Information shown Block Start

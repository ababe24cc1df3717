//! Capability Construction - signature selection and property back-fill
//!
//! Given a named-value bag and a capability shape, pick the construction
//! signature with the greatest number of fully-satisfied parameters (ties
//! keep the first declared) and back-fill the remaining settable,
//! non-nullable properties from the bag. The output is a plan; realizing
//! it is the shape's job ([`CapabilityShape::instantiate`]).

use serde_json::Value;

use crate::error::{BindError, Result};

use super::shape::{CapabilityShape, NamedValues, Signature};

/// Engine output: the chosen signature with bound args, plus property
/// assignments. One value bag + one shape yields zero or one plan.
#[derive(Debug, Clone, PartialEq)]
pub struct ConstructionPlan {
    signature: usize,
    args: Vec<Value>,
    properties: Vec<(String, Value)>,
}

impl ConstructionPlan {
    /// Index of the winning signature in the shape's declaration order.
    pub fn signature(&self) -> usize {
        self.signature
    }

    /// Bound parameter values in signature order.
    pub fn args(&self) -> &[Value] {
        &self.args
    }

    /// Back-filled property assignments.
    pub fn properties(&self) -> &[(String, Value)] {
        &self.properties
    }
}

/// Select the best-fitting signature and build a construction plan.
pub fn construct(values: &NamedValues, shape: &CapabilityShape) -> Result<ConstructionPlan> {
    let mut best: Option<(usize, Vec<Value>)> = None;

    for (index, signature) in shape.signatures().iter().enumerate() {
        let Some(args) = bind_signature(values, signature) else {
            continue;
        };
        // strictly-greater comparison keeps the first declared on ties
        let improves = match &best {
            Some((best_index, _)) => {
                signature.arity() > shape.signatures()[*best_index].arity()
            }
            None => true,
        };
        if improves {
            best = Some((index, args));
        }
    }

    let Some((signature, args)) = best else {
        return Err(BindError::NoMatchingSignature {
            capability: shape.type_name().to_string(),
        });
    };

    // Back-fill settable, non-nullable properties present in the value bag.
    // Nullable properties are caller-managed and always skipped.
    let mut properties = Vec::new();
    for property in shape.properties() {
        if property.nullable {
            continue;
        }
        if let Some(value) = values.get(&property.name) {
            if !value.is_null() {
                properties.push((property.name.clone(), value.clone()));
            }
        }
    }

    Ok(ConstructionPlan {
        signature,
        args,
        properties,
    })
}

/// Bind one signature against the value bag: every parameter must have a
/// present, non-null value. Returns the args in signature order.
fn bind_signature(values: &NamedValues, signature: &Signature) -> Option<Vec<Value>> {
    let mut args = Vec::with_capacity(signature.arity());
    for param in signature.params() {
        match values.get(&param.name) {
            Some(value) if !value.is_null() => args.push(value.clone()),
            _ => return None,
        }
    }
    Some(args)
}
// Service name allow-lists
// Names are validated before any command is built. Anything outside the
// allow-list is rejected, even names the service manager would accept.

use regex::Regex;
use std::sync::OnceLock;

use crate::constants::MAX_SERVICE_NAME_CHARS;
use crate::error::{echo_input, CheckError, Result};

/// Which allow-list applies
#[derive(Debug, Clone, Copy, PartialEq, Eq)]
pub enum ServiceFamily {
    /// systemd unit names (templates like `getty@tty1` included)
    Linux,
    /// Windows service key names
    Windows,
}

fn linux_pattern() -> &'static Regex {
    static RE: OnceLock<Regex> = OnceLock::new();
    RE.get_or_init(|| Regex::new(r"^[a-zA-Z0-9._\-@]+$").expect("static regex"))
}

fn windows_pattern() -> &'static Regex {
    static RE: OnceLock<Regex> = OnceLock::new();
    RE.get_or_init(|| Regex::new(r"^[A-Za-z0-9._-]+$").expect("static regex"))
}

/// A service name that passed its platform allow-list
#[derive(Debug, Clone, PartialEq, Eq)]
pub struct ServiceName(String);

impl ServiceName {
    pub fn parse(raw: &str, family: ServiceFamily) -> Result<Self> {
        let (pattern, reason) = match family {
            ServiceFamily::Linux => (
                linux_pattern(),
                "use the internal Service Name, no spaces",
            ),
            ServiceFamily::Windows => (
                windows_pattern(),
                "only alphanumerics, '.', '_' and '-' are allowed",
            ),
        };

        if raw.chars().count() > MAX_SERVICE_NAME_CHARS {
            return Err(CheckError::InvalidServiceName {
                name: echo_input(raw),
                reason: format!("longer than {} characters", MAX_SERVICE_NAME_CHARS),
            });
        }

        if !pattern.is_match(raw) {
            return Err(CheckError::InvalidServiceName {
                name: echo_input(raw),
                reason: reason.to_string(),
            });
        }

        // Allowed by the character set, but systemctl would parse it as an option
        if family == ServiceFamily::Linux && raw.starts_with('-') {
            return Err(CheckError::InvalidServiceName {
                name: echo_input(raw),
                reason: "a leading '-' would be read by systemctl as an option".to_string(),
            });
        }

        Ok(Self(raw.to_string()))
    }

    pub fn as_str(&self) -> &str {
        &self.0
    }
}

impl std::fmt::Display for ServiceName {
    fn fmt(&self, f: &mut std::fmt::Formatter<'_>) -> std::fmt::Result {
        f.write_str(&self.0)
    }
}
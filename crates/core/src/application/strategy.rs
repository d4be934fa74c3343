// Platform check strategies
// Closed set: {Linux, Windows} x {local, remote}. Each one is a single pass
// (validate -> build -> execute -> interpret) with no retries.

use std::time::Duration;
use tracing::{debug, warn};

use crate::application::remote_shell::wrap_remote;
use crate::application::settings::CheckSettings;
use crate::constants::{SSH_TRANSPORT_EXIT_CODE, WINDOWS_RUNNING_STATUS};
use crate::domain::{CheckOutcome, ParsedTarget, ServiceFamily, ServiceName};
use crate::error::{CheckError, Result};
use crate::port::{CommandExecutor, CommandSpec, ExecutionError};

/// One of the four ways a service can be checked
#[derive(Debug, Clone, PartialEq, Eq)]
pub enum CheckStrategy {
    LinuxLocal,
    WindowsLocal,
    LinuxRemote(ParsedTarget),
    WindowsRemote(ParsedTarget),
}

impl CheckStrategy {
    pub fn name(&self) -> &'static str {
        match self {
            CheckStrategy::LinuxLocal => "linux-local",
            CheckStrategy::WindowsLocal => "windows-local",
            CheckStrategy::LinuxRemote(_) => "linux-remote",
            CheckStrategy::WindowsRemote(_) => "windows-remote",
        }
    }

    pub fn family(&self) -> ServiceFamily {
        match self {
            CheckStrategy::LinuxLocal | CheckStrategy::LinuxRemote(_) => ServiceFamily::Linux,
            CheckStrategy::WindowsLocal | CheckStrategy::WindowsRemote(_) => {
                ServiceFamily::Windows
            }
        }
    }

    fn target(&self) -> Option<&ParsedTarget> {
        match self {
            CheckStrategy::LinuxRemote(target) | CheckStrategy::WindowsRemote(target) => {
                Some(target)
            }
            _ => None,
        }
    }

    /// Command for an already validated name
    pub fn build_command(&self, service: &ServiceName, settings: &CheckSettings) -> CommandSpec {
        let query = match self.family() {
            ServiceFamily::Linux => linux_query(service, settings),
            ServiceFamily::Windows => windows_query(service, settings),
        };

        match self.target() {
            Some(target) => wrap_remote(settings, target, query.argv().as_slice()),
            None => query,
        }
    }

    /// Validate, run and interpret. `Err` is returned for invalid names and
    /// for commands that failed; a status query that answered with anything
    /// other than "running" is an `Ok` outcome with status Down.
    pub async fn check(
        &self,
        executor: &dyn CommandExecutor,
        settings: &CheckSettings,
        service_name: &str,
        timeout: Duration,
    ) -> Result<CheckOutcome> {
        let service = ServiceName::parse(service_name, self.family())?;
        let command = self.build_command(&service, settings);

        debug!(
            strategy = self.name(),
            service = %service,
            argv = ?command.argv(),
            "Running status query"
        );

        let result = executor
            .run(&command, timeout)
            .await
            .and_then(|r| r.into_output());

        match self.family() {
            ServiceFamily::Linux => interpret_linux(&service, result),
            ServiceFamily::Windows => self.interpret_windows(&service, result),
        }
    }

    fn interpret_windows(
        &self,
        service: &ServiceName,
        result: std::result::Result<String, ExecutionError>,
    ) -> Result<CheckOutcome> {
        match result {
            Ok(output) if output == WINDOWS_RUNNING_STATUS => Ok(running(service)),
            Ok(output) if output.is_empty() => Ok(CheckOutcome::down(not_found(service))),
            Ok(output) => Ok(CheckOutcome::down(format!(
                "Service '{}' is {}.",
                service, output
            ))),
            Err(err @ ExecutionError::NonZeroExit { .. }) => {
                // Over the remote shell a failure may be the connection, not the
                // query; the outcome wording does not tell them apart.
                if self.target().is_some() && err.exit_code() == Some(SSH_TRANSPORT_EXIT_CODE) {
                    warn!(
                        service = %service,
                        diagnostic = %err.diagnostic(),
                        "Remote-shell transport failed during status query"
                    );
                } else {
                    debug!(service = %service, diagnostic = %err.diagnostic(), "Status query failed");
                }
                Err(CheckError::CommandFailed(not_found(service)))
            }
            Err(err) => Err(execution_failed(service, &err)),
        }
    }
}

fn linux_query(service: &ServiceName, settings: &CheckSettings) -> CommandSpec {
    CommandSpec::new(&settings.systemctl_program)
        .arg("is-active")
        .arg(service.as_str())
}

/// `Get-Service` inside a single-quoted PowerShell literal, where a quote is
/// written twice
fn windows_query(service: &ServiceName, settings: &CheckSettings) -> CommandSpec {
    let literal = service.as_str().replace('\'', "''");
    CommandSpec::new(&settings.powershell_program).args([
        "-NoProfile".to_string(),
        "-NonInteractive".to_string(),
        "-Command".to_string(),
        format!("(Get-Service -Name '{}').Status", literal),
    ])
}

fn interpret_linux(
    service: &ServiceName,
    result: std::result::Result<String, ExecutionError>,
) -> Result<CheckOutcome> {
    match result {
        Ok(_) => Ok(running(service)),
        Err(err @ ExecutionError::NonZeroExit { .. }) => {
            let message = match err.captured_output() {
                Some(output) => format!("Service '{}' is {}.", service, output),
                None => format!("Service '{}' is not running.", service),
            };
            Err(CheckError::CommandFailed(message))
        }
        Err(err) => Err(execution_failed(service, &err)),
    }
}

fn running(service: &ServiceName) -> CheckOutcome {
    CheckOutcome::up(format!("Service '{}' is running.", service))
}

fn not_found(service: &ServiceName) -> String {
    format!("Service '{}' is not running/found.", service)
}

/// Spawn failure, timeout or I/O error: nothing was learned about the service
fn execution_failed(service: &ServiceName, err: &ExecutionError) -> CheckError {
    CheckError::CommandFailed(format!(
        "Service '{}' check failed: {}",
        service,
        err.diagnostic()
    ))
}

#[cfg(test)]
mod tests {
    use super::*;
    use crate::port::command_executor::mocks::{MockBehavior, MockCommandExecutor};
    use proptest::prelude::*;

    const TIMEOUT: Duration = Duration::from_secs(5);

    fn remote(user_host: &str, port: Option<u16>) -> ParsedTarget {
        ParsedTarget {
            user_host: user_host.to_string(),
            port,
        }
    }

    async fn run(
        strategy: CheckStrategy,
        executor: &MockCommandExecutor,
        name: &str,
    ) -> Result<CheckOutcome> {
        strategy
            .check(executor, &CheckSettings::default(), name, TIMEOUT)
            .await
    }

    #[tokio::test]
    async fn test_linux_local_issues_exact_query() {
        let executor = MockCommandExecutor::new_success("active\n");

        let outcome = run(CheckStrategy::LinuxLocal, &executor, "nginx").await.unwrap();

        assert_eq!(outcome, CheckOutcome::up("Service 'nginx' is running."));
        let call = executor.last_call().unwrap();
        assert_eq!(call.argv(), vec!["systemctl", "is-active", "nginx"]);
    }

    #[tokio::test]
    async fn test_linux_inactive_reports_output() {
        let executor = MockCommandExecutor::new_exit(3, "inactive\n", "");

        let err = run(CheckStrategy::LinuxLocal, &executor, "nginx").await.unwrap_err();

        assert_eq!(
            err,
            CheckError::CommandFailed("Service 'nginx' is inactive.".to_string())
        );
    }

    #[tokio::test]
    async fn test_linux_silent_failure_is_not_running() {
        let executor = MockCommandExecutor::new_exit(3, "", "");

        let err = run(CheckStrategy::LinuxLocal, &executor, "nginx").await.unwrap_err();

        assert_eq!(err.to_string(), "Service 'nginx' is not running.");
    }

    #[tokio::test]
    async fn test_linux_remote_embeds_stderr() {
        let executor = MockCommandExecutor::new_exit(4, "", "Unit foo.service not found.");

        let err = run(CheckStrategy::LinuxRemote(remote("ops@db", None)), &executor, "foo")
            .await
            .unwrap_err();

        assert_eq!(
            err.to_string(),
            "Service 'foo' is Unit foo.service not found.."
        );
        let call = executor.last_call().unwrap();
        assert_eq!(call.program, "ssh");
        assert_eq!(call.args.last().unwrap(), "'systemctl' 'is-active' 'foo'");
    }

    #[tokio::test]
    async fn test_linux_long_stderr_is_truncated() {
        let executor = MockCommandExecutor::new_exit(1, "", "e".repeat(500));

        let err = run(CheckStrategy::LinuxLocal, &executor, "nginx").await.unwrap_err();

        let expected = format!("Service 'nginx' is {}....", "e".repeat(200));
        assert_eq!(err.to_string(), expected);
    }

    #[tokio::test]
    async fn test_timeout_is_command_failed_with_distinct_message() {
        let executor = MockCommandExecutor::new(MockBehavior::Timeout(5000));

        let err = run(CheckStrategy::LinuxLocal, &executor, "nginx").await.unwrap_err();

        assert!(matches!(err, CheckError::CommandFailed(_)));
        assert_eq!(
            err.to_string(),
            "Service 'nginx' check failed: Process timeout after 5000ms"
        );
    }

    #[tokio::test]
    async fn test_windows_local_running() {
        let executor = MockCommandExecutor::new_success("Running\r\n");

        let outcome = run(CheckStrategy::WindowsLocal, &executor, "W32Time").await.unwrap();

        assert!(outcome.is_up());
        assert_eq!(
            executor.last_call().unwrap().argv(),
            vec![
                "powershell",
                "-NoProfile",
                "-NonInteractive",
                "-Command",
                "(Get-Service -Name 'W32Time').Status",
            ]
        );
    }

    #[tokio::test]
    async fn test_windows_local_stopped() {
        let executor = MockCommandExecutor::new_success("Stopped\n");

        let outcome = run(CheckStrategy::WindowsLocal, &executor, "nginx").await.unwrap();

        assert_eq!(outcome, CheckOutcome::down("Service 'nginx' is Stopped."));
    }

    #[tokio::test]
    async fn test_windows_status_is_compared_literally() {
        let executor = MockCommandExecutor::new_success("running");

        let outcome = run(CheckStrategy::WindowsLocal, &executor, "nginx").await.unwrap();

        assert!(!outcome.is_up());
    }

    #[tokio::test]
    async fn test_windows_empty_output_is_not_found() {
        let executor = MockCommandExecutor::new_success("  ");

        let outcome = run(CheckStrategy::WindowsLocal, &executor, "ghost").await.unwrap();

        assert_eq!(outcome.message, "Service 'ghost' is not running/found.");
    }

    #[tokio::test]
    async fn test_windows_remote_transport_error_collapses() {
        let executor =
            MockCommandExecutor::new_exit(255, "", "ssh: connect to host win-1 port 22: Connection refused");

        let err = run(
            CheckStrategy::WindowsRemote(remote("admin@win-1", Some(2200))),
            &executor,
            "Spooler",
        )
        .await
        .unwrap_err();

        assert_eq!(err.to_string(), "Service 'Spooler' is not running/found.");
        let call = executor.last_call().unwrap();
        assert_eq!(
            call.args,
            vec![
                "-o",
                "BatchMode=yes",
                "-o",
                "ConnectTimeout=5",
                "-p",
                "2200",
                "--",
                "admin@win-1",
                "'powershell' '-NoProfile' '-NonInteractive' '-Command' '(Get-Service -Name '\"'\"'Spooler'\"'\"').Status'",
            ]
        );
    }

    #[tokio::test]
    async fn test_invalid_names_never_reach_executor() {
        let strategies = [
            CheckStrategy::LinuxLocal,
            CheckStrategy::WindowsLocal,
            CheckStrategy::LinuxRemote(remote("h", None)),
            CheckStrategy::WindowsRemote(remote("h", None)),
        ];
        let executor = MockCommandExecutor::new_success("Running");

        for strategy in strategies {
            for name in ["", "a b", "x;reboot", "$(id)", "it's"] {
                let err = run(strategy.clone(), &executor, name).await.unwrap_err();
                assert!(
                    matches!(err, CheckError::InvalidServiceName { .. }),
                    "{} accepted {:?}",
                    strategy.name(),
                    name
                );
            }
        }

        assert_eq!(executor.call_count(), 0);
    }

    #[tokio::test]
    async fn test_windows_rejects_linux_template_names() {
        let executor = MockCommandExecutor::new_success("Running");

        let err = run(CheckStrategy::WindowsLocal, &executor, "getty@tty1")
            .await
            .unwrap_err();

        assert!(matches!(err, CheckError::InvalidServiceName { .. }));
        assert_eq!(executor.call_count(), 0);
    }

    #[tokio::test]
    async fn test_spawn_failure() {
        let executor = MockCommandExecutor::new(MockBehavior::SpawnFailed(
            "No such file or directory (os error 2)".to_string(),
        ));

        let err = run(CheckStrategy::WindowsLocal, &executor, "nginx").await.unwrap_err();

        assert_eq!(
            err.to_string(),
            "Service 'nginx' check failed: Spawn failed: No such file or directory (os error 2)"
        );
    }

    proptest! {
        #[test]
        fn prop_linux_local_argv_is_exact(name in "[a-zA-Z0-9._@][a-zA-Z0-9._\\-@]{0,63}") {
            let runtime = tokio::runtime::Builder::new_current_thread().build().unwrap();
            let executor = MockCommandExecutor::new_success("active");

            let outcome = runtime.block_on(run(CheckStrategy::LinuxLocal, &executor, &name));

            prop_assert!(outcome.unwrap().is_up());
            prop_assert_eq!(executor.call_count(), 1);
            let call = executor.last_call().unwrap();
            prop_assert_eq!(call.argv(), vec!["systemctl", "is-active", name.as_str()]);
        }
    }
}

Information shown Block End

* _Aim of the task_
The answer must be every line of the records that contains the word "validated".

* _Exercise answer_
// Names are validated before any command is built. Anything outside the
    /// Command for an already validated name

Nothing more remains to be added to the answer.